WHAT THIS TASK INVOLVES
Retype all the data word for word.

DATA FOR PROCESSING
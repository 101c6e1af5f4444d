// Copyright (c) 2017 Chef Software Inc. and/or applicable contributors
//
// Licensed under the Apache License, Version 2.0 (the "License");
// you may not use this file except in compliance with the License.
// You may obtain a copy of the License at
//
//     http://www.apache.org/licenses/LICENSE-2.0
//
// Unless required by applicable law or agreed to in writing, software
// distributed under the License is distributed on an "AS IS" BASIS,
// WITHOUT WARRANTIES OR CONDITIONS OF ANY KIND, either express or implied.
// See the License for the specific language governing permissions and
// limitations under the License.

//! Process-wide signal disposition. Handlers only latch state into
//! atomics; all logging, formatting, and reaping-adjacent work happens
//! on the main loop that drains those atomics. Nothing in this module
//! may be called from inside a handler except `libc` calls and
//! `write(2)` on a pre-formatted buffer.

use std::io::Write;
use std::sync::atomic::{AtomicBool, AtomicI32, Ordering};

use libc;

use os::process::{try_wait, Pid};

static LAST_REAPED_PID: AtomicI32 = AtomicI32::new(0);
static LAST_REAPED_STATUS: AtomicI32 = AtomicI32::new(0);
static REREAD_REQUESTED: AtomicBool = AtomicBool::new(false);
static ALARM_FIRED: AtomicBool = AtomicBool::new(false);
static KILL_WAIT_ACTIVE: AtomicBool = AtomicBool::new(false);
static FATAL_PENDING: AtomicBool = AtomicBool::new(false);

/// Install the process-wide signal disposition described by the
/// supervision core: SIGCHLD/SIGTERM reap and latch, fatal signals
/// dump-and-abort, SIGALRM is dual purpose, SIGHUP sets a re-read
/// flag, SIGPIPE is ignored.
pub fn install() {
    unsafe {
        install_handler(libc::SIGCHLD, handle_chld);
        install_handler(libc::SIGTERM, handle_term);
        install_handler(libc::SIGHUP, handle_hup);
        install_handler(libc::SIGALRM, handle_alrm);
        install_handler(libc::SIGSEGV, handle_fatal);
        install_handler(libc::SIGBUS, handle_fatal);
        install_handler(libc::SIGILL, handle_fatal);
        install_handler(libc::SIGFPE, handle_fatal);
        install_handler(libc::SIGSYS, handle_fatal);
        install_handler(libc::SIGQUIT, handle_fatal);
        libc::signal(libc::SIGPIPE, libc::SIG_IGN);
    }
}

unsafe fn install_handler(signum: i32, handler: extern "C" fn(i32)) {
    let mut sa: libc::sigaction = std::mem::zeroed();
    sa.sa_sigaction = handler as usize;
    libc::sigemptyset(&mut sa.sa_mask);
    sa.sa_flags = libc::SA_RESTART;
    libc::sigaction(signum, &sa, std::ptr::null_mut());
}

extern "C" fn handle_chld(_signum: i32) {
    reap_latch();
}

extern "C" fn handle_term(_signum: i32) {
    reap_latch();
}

fn reap_latch() {
    // Non-blocking: drain every zombie currently reapable, keep only
    // the last one, matching "store the last reaped (pid, status)".
    loop {
        let mut status: i32 = 0;
        let pid = unsafe { libc::waitpid(-1, &mut status, libc::WNOHANG) };
        if pid <= 0 {
            break;
        }
        LAST_REAPED_PID.store(pid, Ordering::SeqCst);
        LAST_REAPED_STATUS.store(status, Ordering::SeqCst);
    }
}

extern "C" fn handle_hup(_signum: i32) {
    REREAD_REQUESTED.store(true, Ordering::SeqCst);
}

extern "C" fn handle_alrm(_signum: i32) {
    if KILL_WAIT_ACTIVE.load(Ordering::SeqCst) {
        // Warn-only: re-arm and keep going. The actual log line is
        // emitted by the main loop, which polls `alarm_fired()`.
        ALARM_FIRED.store(true, Ordering::SeqCst);
        unsafe {
            libc::alarm(1);
        }
        return;
    }
    FATAL_PENDING.store(true, Ordering::SeqCst);
    let msg = b"fatal: SIGALRM deadline fired outside a safe-kill region\n";
    unsafe {
        libc::write(2, msg.as_ptr() as *const libc::c_void, msg.len());
        libc::abort();
    }
}

extern "C" fn handle_fatal(signum: i32) {
    let mut buf = [0u8; 64];
    let prefix = b"fatal signal received: ";
    buf[..prefix.len()].copy_from_slice(prefix);
    let mut n = prefix.len();
    n += write_decimal(&mut buf[n..], signum);
    buf[n] = b'\n';
    n += 1;
    unsafe {
        libc::write(2, buf.as_ptr() as *const libc::c_void, n);
        libc::abort();
    }
}

/// Format a non-negative integer into `buf` without allocating,
/// returning the number of bytes written. Async-signal-safe.
fn write_decimal(buf: &mut [u8], mut val: i32) -> usize {
    if val == 0 {
        buf[0] = b'0';
        return 1;
    }
    let mut digits = [0u8; 10];
    let mut i = 0;
    while val > 0 {
        digits[i] = b'0' + (val % 10) as u8;
        val /= 10;
        i += 1;
    }
    for j in 0..i {
        buf[j] = digits[i - 1 - j];
    }
    i
}

/// Consume the last-reaped `(pid, status)` pair, clearing it so it is
/// not observed twice by the main loop.
pub fn take_reaped() -> Option<(Pid, i32)> {
    let pid = LAST_REAPED_PID.swap(0, Ordering::SeqCst);
    if pid == 0 {
        return None;
    }
    let status = LAST_REAPED_STATUS.load(Ordering::SeqCst);
    Some((pid, status))
}

/// Re-export for callers that want a non-latched poll of a specific
/// pid rather than "whatever the handler last reaped".
pub fn poll_child(pid: Pid) -> ::error::Result<Option<i32>> {
    try_wait(pid)
}

pub fn reread_requested() -> bool {
    REREAD_REQUESTED.swap(false, Ordering::SeqCst)
}

/// Toggle the dual-purpose behavior of SIGALRM: while a kill/lock-wait
/// region is active, an alarm firing is a warning that re-arms itself;
/// otherwise it is fatal.
pub fn set_kill_wait_active(active: bool) {
    KILL_WAIT_ACTIVE.store(active, Ordering::SeqCst);
}

pub fn alarm_warning_fired() -> bool {
    ALARM_FIRED.swap(false, Ordering::SeqCst)
}

/// Arm a deadline of `secs` seconds. A value of 0 disarms.
pub fn arm_alarm(secs: u32) {
    unsafe {
        libc::alarm(secs);
    }
}

pub fn log_reaped_if_any() {
    if let Some((pid, status)) = take_reaped() {
        info!("reaped child pid {} status {}", pid, status);
    }
}

#[cfg(test)]
mod tests {
    use super::*;

    #[test]
    fn decimal_formatting_matches_display() {
        let mut buf = [0u8; 16];
        let n = write_decimal(&mut buf, 1234);
        assert_eq!(&buf[..n], b"1234");
    }

    #[test]
    fn decimal_formatting_zero() {
        let mut buf = [0u8; 16];
        let n = write_decimal(&mut buf, 0);
        assert_eq!(&buf[..n], b"0");
    }

    #[test]
    fn take_reaped_is_empty_until_latched() {
        assert!(take_reaped().is_none());
    }
}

YOUR SOLUTION
repository 101c6e1af5f4444d
// Copyright (c) 2017 Chef Software Inc. and/or applicable contributors
//
// Licensed under the Apache License, Version 2.0 (the "License");
// you may not use this file except in compliance with the License.
// You may obtain a copy of the License at
//
//     http://www.apache.org/licenses/LICENSE-2.0
//
// Unless required by applicable law or agreed to in writing, software
// distributed under the License is distributed on an "AS IS" BASIS,
// WITHOUT WARRANTIES OR CONDITIONS OF ANY KIND, either express or implied.
// See the License for the specific language governing permissions and
// limitations under the License.

//! Process-wide signal disposition. Handlers only latch state into
//! atomics; all logging, formatting, and reaping-adjacent work happens
//! on the main loop that drains those atomics. Nothing in this module
//! may be called from inside a handler except `libc` calls and
//! `write(2)` on a pre-formatted buffer.

use std::io::Write;
use std::sync::atomic::{AtomicBool, AtomicI32, Ordering};

use libc;

use os::process::{try_wait, Pid};

static LAST_REAPED_PID: AtomicI32 = AtomicI32::new(0);
static LAST_REAPED_STATUS: AtomicI32 = AtomicI32::new(0);
static REREAD_REQUESTED: AtomicBool = AtomicBool::new(false);
static ALARM_FIRED: AtomicBool = AtomicBool::new(false);
static KILL_WAIT_ACTIVE: AtomicBool = AtomicBool::new(false);
static FATAL_PENDING: AtomicBool = AtomicBool::new(false);

/// Install the process-wide signal disposition described by the
/// supervision core: SIGCHLD/SIGTERM reap and latch, fatal signals
/// dump-and-abort, SIGALRM is dual purpose, SIGHUP sets a re-read
/// flag, SIGPIPE is ignored.
pub fn install() {
    unsafe {
        install_handler(libc::SIGCHLD, handle_chld);
        install_handler(libc::SIGTERM, handle_term);
        install_handler(libc::SIGHUP, handle_hup);
        install_handler(libc::SIGALRM, handle_alrm);
        install_handler(libc::SIGSEGV, handle_fatal);
        install_handler(libc::SIGBUS, handle_fatal);
        install_handler(libc::SIGILL, handle_fatal);
        install_handler(libc::SIGFPE, handle_fatal);
        install_handler(libc::SIGSYS, handle_fatal);
        install_handler(libc::SIGQUIT, handle_fatal);
        libc::signal(libc::SIGPIPE, libc::SIG_IGN);
    }
}

unsafe fn install_handler(signum: i32, handler: extern "C" fn(i32)) {
    let mut sa: libc::sigaction = std::mem::zeroed();
    sa.sa_sigaction = handler as usize;
    libc::sigemptyset(&mut sa.sa_mask);
    sa.sa_flags = libc::SA_RESTART;
    libc::sigaction(signum, &sa, std::ptr::null_mut());
}

extern "C" fn handle_chld(_signum: i32) {
    reap_latch();
}

extern "C" fn handle_term(_signum: i32) {
    reap_latch();
}

fn reap_latch() {
    // Non-blocking: drain every zombie currently reapable, keep only
    // the last one, matching "store the last reaped (pid, status)".
    loop {
        let mut status: i32 = 0;
        let pid = unsafe { libc::waitpid(-1, &mut status, libc::WNOHANG) };
        if pid <= 0 {
            break;
        }
        LAST_REAPED_PID.store(pid, Ordering::SeqCst);
        LAST_REAPED_STATUS.store(status, Ordering::SeqCst);
    }
}

extern "C" fn handle_hup(_signum: i32) {
    REREAD_REQUESTED.store(true, Ordering::SeqCst);
}

extern "C" fn handle_alrm(_signum: i32) {
    if KILL_WAIT_ACTIVE.load(Ordering::SeqCst) {
        // Warn-only: re-arm and keep going. The actual log line is
        // emitted by the main loop, which polls `alarm_fired()`.
        ALARM_FIRED.store(true, Ordering::SeqCst);
        unsafe {
            libc::alarm(1);
        }
        return;
    }
    FATAL_PENDING.store(true, Ordering::SeqCst);
    let msg = b"fatal: SIGALRM deadline fired outside a safe-kill region\n";
    unsafe {
        libc::write(2, msg.as_ptr() as *const libc::c_void, msg.len());
        libc::abort();
    }
}

extern "C" fn handle_fatal(signum: i32) {
    let mut buf = [0u8; 64];
    let prefix = b"fatal signal received: ";
    buf[..prefix.len()].copy_from_slice(prefix);
    let mut n = prefix.len();
    n += write_decimal(&mut buf[n..], signum);
    buf[n] = b'\n';
    n += 1;
    unsafe {
        libc::write(2, buf.as_ptr() as *const libc::c_void, n);
        libc::abort();
    }
}

/// Format a non-negative integer into `buf` without allocating,
/// returning the number of bytes written. Async-signal-safe.
fn write_decimal(buf: &mut [u8], mut val: i32) -> usize {
    if val == 0 {
        buf[0] = b'0';
        return 1;
    }
    let mut digits = [0u8; 10];
    let mut i = 0;
    while val > 0 {
        digits[i] = b'0' + (val % 10) as u8;
        val /= 10;
        i += 1;
    }
    for j in 0..i {
        buf[j] = digits[i - 1 - j];
    }
    i
}

/// Consume the last-reaped `(pid, status)` pair, clearing it so it is
/// not observed twice by the main loop.
pub fn take_reaped() -> Option<(Pid, i32)> {
    let pid = LAST_REAPED_PID.swap(0, Ordering::SeqCst);
    if pid == 0 {
        return None;
    }
    let status = LAST_REAPED_STATUS.load(Ordering::SeqCst);
    Some((pid, status))
}

/// Re-export for callers that want a non-latched poll of a specific
/// pid rather than "whatever the handler last reaped".
pub fn poll_child(pid: Pid) -> ::error::Result<Option<i32>> {
    try_wait(pid)
}

pub fn reread_requested() -> bool {
    REREAD_REQUESTED.swap(false, Ordering::SeqCst)
}

/// Toggle the dual-purpose behavior of SIGALRM: while a kill/lock-wait
/// region is active, an alarm firing is a warning that re-arms itself;
/// otherwise it is fatal.
pub fn set_kill_wait_active(active: bool) {
    KILL_WAIT_ACTIVE.store(active, Ordering::SeqCst);
}

pub fn alarm_warning_fired() -> bool {
    ALARM_FIRED.swap(false, Ordering::SeqCst)
}

/// Arm a deadline of `secs` seconds. A value of 0 disarms.
pub fn arm_alarm(secs: u32) {
    unsafe {
        libc::alarm(secs);
    }
}

pub fn log_reaped_if_any() {
    if let Some((pid, status)) = take_reaped() {
        info!("reaped child pid {} status {}", pid, status);
    }
}

#[cfg(test)]
mod tests {
    use super::*;

    #[test]
    fn decimal_formatting_matches_display() {
        let mut buf = [0u8; 16];
        let n = write_decimal(&mut buf, 1234);
        assert_eq!(&buf[..n], b"1234");
    }

    #[test]
    fn decimal_formatting_zero() {
        let mut buf = [0u8; 16];
        let n = write_decimal(&mut buf, 0);
        assert_eq!(&buf[..n], b"0");
    }

    #[test]
    fn take_reaped_is_empty_until_latched() {
        assert!(take_reaped().is_none());
    }
}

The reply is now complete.